Между тем сенатор Гепкин вследствие сильного неудовольствия против него на сейме должен был отказаться от заведования иностранными делами, что было очень неприятно Остерману, который надеялся через него узнавать многое, тогда как преемник его граф Экеблатт был в полной зависимости от французского посла. Свой двор Остерман опять должен был успокаивать относительно слухов о восстановлении самодержавия в Швеции: эти слухи пришли в Петербург от Корфа из Копенгагена. Остерман писал, что это дело невероятное, и прежде всего потому, что король не пользуется народною любовию, а королева, по ее нраву, еще менее и всем известно, что король во всем слушается королевы. Слух пущен нарочно французским послом в Стокгольме Давренкуром и датским Шаком, которые вместе употребляют все средства, чтоб спасти своих друзей, членов сенатской партии, и распространили вести, что придворная партия затевает что-то против шведской вольности.
Когда в Стокгольм был доставлен русский ответ на французскую декларацию о мире, то король поручил своему министру в Петербурге барону Поссе обнадежить русское правительство, что Швеция относительно мира не будет ничего делать без общего согласия и не оставит требовать совета императрицы; но Остерман дал знать своему двору, что в будущую кампанию нельзя ожидать от Швеции сильных действий по недостатку денег, по неисправности платежа французских субсидий, по явному неудовольствию народа, зачем начата была война, по сильному желанию прекратить убыточную войну, до начала которой армия состояла из 32000 человек, а теперь в Померании и с больными было не более 18000; хотя набор рекрут и был решен и они собраны, но без денег нельзя было их обмундировать и перевезти в Померанию.
В конце июля Остерман сообщил об усилении французской партии, которой еще прежде удалось деньгами склонить Пехлина на свою сторону. Но дворянское собрание выключило Пехлина из своей среды, несмотря на все усилия и денежные раздачи французской партии. Споры о Пехлине едва не повели к драке. Донося об этом, Остерман писал: «Я с своей стороны в таких критических обстоятельствах в разговорах своих, не вступая в их распри, стараюсь им внушать тишину и доброе согласие». На это Воронцов замечает: «Чтоб и впредь в подобных внутренних шведских делах разумную осторожность имел и отнюдь ни в чем не мешался». Несмотря на то, Остерман предложил своему двору пенсиею и обещанием защиты привлечь на свою сторону сенатора Гепкина как человека, очень влиятельного по своему уму.

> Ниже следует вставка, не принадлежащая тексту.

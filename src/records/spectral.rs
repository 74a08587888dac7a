//! Spectral focus records

use serde::{Deserialize, Serialize};

use super::metadata::Metadata;

/// Per-event spectral shape
///
/// The three spectral descriptors are independently nullable: producers emit
/// `null` when the analysis window was silent.
#[derive(Debug, Clone, PartialEq, Serialize, Deserialize)]
pub struct SpectralEvent {
    /// Producer-side event index
    pub index: usize,
    /// Event time in seconds
    pub time: f64,
    /// STFT frame of the onset
    pub frame: u64,
    /// Onset strength in `[0, 1]`
    pub strength: f64,
    /// Spectral centroid in Hz
    pub spectral_centroid_hz: Option<f64>,
    /// Spectral bandwidth in Hz
    pub spectral_bandwidth_hz: Option<f64>,
    /// Spectral flatness
    pub spectral_flatness: Option<f64>,
    /// Frequency focus score
    pub focus_score: f64,
}

/// Spectral record set
#[derive(Debug, Clone, PartialEq, Serialize, Deserialize)]
pub struct SpectralRecordSet {
    /// Records in document order
    pub events: Vec<SpectralEvent>,
    /// Metadata envelope
    pub meta: Metadata,
}
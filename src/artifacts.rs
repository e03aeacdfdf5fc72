//! Discovery of build artifacts on the local filesystem.
use log::*;
use std::path::{Path, PathBuf};
use tokio::fs;

use crate::{ReleaseToolsError, Result};

/// Extension of the package files published by deploy.
pub const PACKAGE_EXTENSION: &str = "nupkg";

/// Package files directly inside `folder`, sorted by path.
pub async fn find_packages(folder: &Path) -> Result<Vec<PathBuf>> {
    let mut entries = fs::read_dir(folder).await.map_err(|err| {
        ReleaseToolsError::invalid_args(format!(
            "unable to read artifacts folder {}: {err}",
            folder.display()
        ))
    })?;

    let mut packages = vec![];

    while let Some(entry) = entries.next_entry().await? {
        let path = entry.path();

        if !entry.file_type().await?.is_file() {
            continue;
        }

        let matches = path
            .extension()
            .is_some_and(|ext| ext.eq_ignore_ascii_case(PACKAGE_EXTENSION));

        if matches {
            debug!("found package artifact: {}", path.display());
            packages.push(path);
        }
    }

    packages.sort();

    Ok(packages)
}

/// File name component used when publishing an artifact.
pub fn file_name(path: &Path) -> Result<String> {
    path.file_name()
        .map(|name| name.to_string_lossy().to_string())
        .ok_or_else(|| {
            ReleaseToolsError::invalid_args(format!(
                "artifact path has no file name: {}",
                path.display()
            ))
        })
}

#[cfg(test)]
mod tests {
    use super::*;
    use std::fs as std_fs;
    use tempfile::TempDir;

    #[tokio::test]
    async fn finds_only_package_files() {
        let dir = TempDir::new().unwrap();
        std_fs::write(dir.path().join("Widgets.2.1.0.nupkg"), b"pkg").unwrap();
        std_fs::write(dir.path().join("Widgets.2.1.0.snupkg"), b"sym").unwrap();
        std_fs::write(dir.path().join("Gadgets.2.1.0.NUPKG"), b"pkg").unwrap();
        std_fs::write(dir.path().join("notes.txt"), b"txt").unwrap();
        std_fs::create_dir(dir.path().join("nested.nupkg")).unwrap();

        let packages = find_packages(dir.path()).await.unwrap();
        let names = packages
            .iter()
            .map(|p| file_name(p).unwrap())
            .collect::<Vec<String>>();

        assert_eq!(names, vec!["Gadgets.2.1.0.NUPKG", "Widgets.2.1.0.nupkg"]);
    }

    #[tokio::test]
    async fn empty_folder_has_no_packages() {
        let dir = TempDir::new().unwrap();

        assert!(find_packages(dir.path()).await.unwrap().is_empty());
    }

    #[tokio::test]
    async fn missing_folder_is_an_error() {
        let dir = TempDir::new().unwrap();
        let missing = dir.path().join("missing");

        assert!(matches!(
            find_packages(&missing).await,
            Err(ReleaseToolsError::InvalidArgs(_))
        ));
    }
}
//! Implements the Forge trait for Github
use async_trait::async_trait;
use log::*;
use octocrab::Octocrab;
use serde::de::DeserializeOwned;
use std::time::Duration;

use crate::{
    ReleaseToolsError, Result,
    forge::{
        config::{DEFAULT_PAGE_SIZE, RemoteConfig, UPLOAD_TIMEOUT_SECS},
        request::{
            Asset, CreateCommentRequest, CreateIssueRequest,
            CreateMilestoneRequest, CreateReleaseRequest, Issue, Milestone,
            Release, UpdateIssueRequest, UpdateMilestoneRequest,
            UpdateReleaseRequest, UploadAssetRequest,
        },
        traits::Forge,
    },
};

mod types;

use types::{
    GithubIssue, GithubMilestone, IssueUpdateBody, MilestoneBody,
    NewIssueBody,
};

/// GitHub forge implementation using Octocrab for releases, milestones,
/// issues and comments.
pub struct Github {
    config: RemoteConfig,
    base_uri: String,
    instance: Octocrab,
}

impl Github {
    /// Create GitHub client with personal access token authentication and API
    /// base URL configuration.
    pub fn new(config: RemoteConfig) -> Result<Self> {
        let base_uri = config.api_base_uri();
        let builder = Octocrab::builder()
            .personal_token(config.token.clone())
            .base_uri(base_uri.clone())?;
        let instance = builder.build()?;

        Ok(Self {
            config,
            base_uri,
            instance,
        })
    }

    fn repo_route(&self, path: &str) -> String {
        format!(
            "{}/repos/{}/{}/{}",
            self.base_uri, self.config.owner, self.config.repo, path
        )
    }

    /// Fetch every page of a repository listing endpoint.
    async fn get_all_pages<T: DeserializeOwned>(
        &self,
        path: &str,
        filters: &[(&str, String)],
    ) -> Result<Vec<T>> {
        let route = self.repo_route(path);
        let page_size = usize::from(DEFAULT_PAGE_SIZE);
        let mut items = vec![];
        let mut page = 1;

        loop {
            let mut params = filters
                .iter()
                .map(|(k, v)| (k.to_string(), v.clone()))
                .collect::<Vec<(String, String)>>();
            params.push(("per_page".into(), page_size.to_string()));
            params.push(("page".into(), page.to_string()));

            let batch: Vec<T> =
                self.instance.get(&route, Some(&params)).await?;

            debug!("fetched page {page} of {path}: {} items", batch.len());

            let last_page = batch.len() < page_size;
            items.extend(batch);

            if last_page {
                break;
            }

            page += 1;
        }

        Ok(items)
    }
}

#[async_trait]
impl Forge for Github {
    fn remote_config(&self) -> RemoteConfig {
        self.config.clone()
    }

    async fn list_releases(&self) -> Result<Vec<Release>> {
        let page = self
            .instance
            .repos(&self.config.owner, &self.config.repo)
            .releases()
            .list()
            .per_page(DEFAULT_PAGE_SIZE)
            .send()
            .await?;

        let releases = self.instance.all_pages(page).await?;

        Ok(releases.into_iter().map(Release::from).collect())
    }

    async fn update_release(
        &self,
        req: UpdateReleaseRequest,
    ) -> Result<Release> {
        let release = self
            .instance
            .repos(&self.config.owner, &self.config.repo)
            .releases()
            .update(req.release_id)
            .name(&req.name)
            .tag_name(&req.tag_name)
            .prerelease(req.prerelease)
            .send()
            .await?;

        Ok(Release::from(release))
    }

    async fn create_release(
        &self,
        req: CreateReleaseRequest,
    ) -> Result<Release> {
        let release = self
            .instance
            .repos(&self.config.owner, &self.config.repo)
            .releases()
            .create(&req.tag_name)
            .name(&req.name)
            .body(&req.body)
            .draft(req.draft)
            .send()
            .await?;

        Ok(Release::from(release))
    }

    async fn upload_asset(&self, req: UploadAssetRequest) -> Result<Asset> {
        let repos = self.instance.repos(&self.config.owner, &self.config.repo);
        let releases = repos.releases();

        let upload = releases
            .upload_asset(
                req.release_id,
                &req.file_name,
                bytes::Bytes::from(req.data),
            )
            .send();

        let asset = tokio::time::timeout(
            Duration::from_secs(UPLOAD_TIMEOUT_SECS),
            upload,
        )
        .await
        .map_err(|_| ReleaseToolsError::UploadTimeout {
            file: req.file_name.clone(),
            seconds: UPLOAD_TIMEOUT_SECS,
        })??;

        Ok(Asset { name: asset.name })
    }

    async fn list_open_milestones(&self) -> Result<Vec<Milestone>> {
        let milestones: Vec<GithubMilestone> = self
            .get_all_pages("milestones", &[("state", "open".to_string())])
            .await?;

        Ok(milestones.into_iter().map(Milestone::from).collect())
    }

    async fn update_milestone(
        &self,
        req: UpdateMilestoneRequest,
    ) -> Result<Milestone> {
        let endpoint = self.repo_route(&format!("milestones/{}", req.number));
        let body = MilestoneBody { title: &req.title };

        let milestone: GithubMilestone =
            self.instance.patch(endpoint, Some(&body)).await?;

        Ok(Milestone::from(milestone))
    }

    async fn create_milestone(
        &self,
        req: CreateMilestoneRequest,
    ) -> Result<Milestone> {
        let endpoint = self.repo_route("milestones");
        let body = MilestoneBody { title: &req.title };

        let milestone: GithubMilestone =
            self.instance.post(endpoint, Some(&body)).await?;

        Ok(Milestone::from(milestone))
    }

    async fn list_milestone_issues(
        &self,
        milestone: u64,
    ) -> Result<Vec<Issue>> {
        let issues: Vec<GithubIssue> = self
            .get_all_pages(
                "issues",
                &[
                    ("milestone", milestone.to_string()),
                    ("state", "all".to_string()),
                ],
            )
            .await?;

        Ok(issues.into_iter().map(Issue::from).collect())
    }

    async fn get_issue(&self, number: u64) -> Result<Issue> {
        let endpoint = self.repo_route(&format!("issues/{number}"));

        let issue: GithubIssue =
            self.instance.get(endpoint, None::<&()>).await?;

        Ok(Issue::from(issue))
    }

    async fn update_issue(&self, req: UpdateIssueRequest) -> Result<Issue> {
        let endpoint = self.repo_route(&format!("issues/{}", req.number));
        let body = IssueUpdateBody {
            title: &req.title,
            milestone: req.milestone,
        };

        let issue: GithubIssue =
            self.instance.patch(endpoint, Some(&body)).await?;

        Ok(Issue::from(issue))
    }

    async fn create_issue(&self, req: CreateIssueRequest) -> Result<Issue> {
        let endpoint = self.repo_route("issues");
        let body = NewIssueBody {
            title: &req.title,
            body: &req.body,
            milestone: req.milestone,
            labels: &req.labels,
        };

        let issue: GithubIssue =
            self.instance.post(endpoint, Some(&body)).await?;

        Ok(Issue::from(issue))
    }

    async fn create_comment(&self, req: CreateCommentRequest) -> Result<()> {
        self.instance
            .issues(&self.config.owner, &self.config.repo)
            .create_comment(req.issue_number, &req.body)
            .await?;

        Ok(())
    }
}

#[cfg(test)]
mod tests {
    use super::*;
    use crate::forge::request::MilestoneState;

    #[test]
    fn converts_issue_payload() {
        let payload = r#"{
            "number": 42,
            "title": "Release 2.1.0",
            "body": "- [x] update docs",
            "labels": [{"name": "build"}, {"name": "documentation"}],
            "milestone": {"number": 7, "title": "vNext", "state": "open"}
        }"#;

        let issue: GithubIssue = serde_json::from_str(payload).unwrap();
        let issue = Issue::from(issue);

        assert_eq!(issue.number, 42);
        assert_eq!(issue.title, "Release 2.1.0");
        assert_eq!(issue.body, "- [x] update docs");
        assert_eq!(issue.labels, vec!["build", "documentation"]);
        assert_eq!(issue.milestone, Some(7));
    }

    #[test]
    fn converts_issue_payload_with_null_fields() {
        let payload = r#"{
            "number": 3,
            "title": "Something broke",
            "body": null,
            "labels": [],
            "milestone": null
        }"#;

        let issue: GithubIssue = serde_json::from_str(payload).unwrap();
        let issue = Issue::from(issue);

        assert!(issue.body.is_empty());
        assert!(issue.labels.is_empty());
        assert_eq!(issue.milestone, None);
    }

    #[test]
    fn converts_milestone_state() {
        let open: GithubMilestone = serde_json::from_str(
            r#"{"number": 1, "title": "vNext", "state": "open"}"#,
        )
        .unwrap();
        let closed: GithubMilestone = serde_json::from_str(
            r#"{"number": 2, "title": "2.0.0", "state": "closed"}"#,
        )
        .unwrap();

        assert_eq!(Milestone::from(open).state, MilestoneState::Open);
        assert_eq!(Milestone::from(closed).state, MilestoneState::Closed);
    }
}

От 21 декабря Остерман уведомил, что Экеблатт объявил ему именем королевским, что война становится для Швеции страшно тяжка и король желает усугубить все способы к возобновлению общих мирных переговоров. К этому Остерман прибавлял, что шведский народ до такой степени наскучил войною, что Россия, по крайней мере письменными декларациями, не должна подавать вида, что хочет принудить Швецию к продолжению войны, ибо в противном случае Франция всю ненависть шведов обратит на Россию.
В Польше русский посланник Воейков по-прежнему старался помешать сношениям Пруссии с Турциею; в январе он писал, что опять домогался у графа Брюля, нельзя ли каким-нибудь тайным образом схватить прусского курьера; Брюль по-прежнему обнадеживал, что употребляются для этого всевозможнейшие способы, а зять его гpaф Мнишек говорил: «Мы имеем достоверные известия, что прусские курьеры, переодетые то в польское, то в волошское платье, препровождаются стараниями кастеляна краковского графа Понятовского и воеводы русского князя Чарторыйского чрез их имения, которые доходят до самых молдавских границ». Воейков заявил Брюлю, что у него 1000 червонных, назначенных на перехват прусских курьеров; но Брюль отвечал, что деньгами трудно что-нибудь сделать, потому что преданные прусскому королю вельможи посылают провожать курьеров большие отряды войска; не лучше ли для этого употребить русские отряды под предводительством искусного офицера, который бы явился в Польшу под предлогом закупки провианта для армии. Но этот способ с русской стороны признан еще более трудным.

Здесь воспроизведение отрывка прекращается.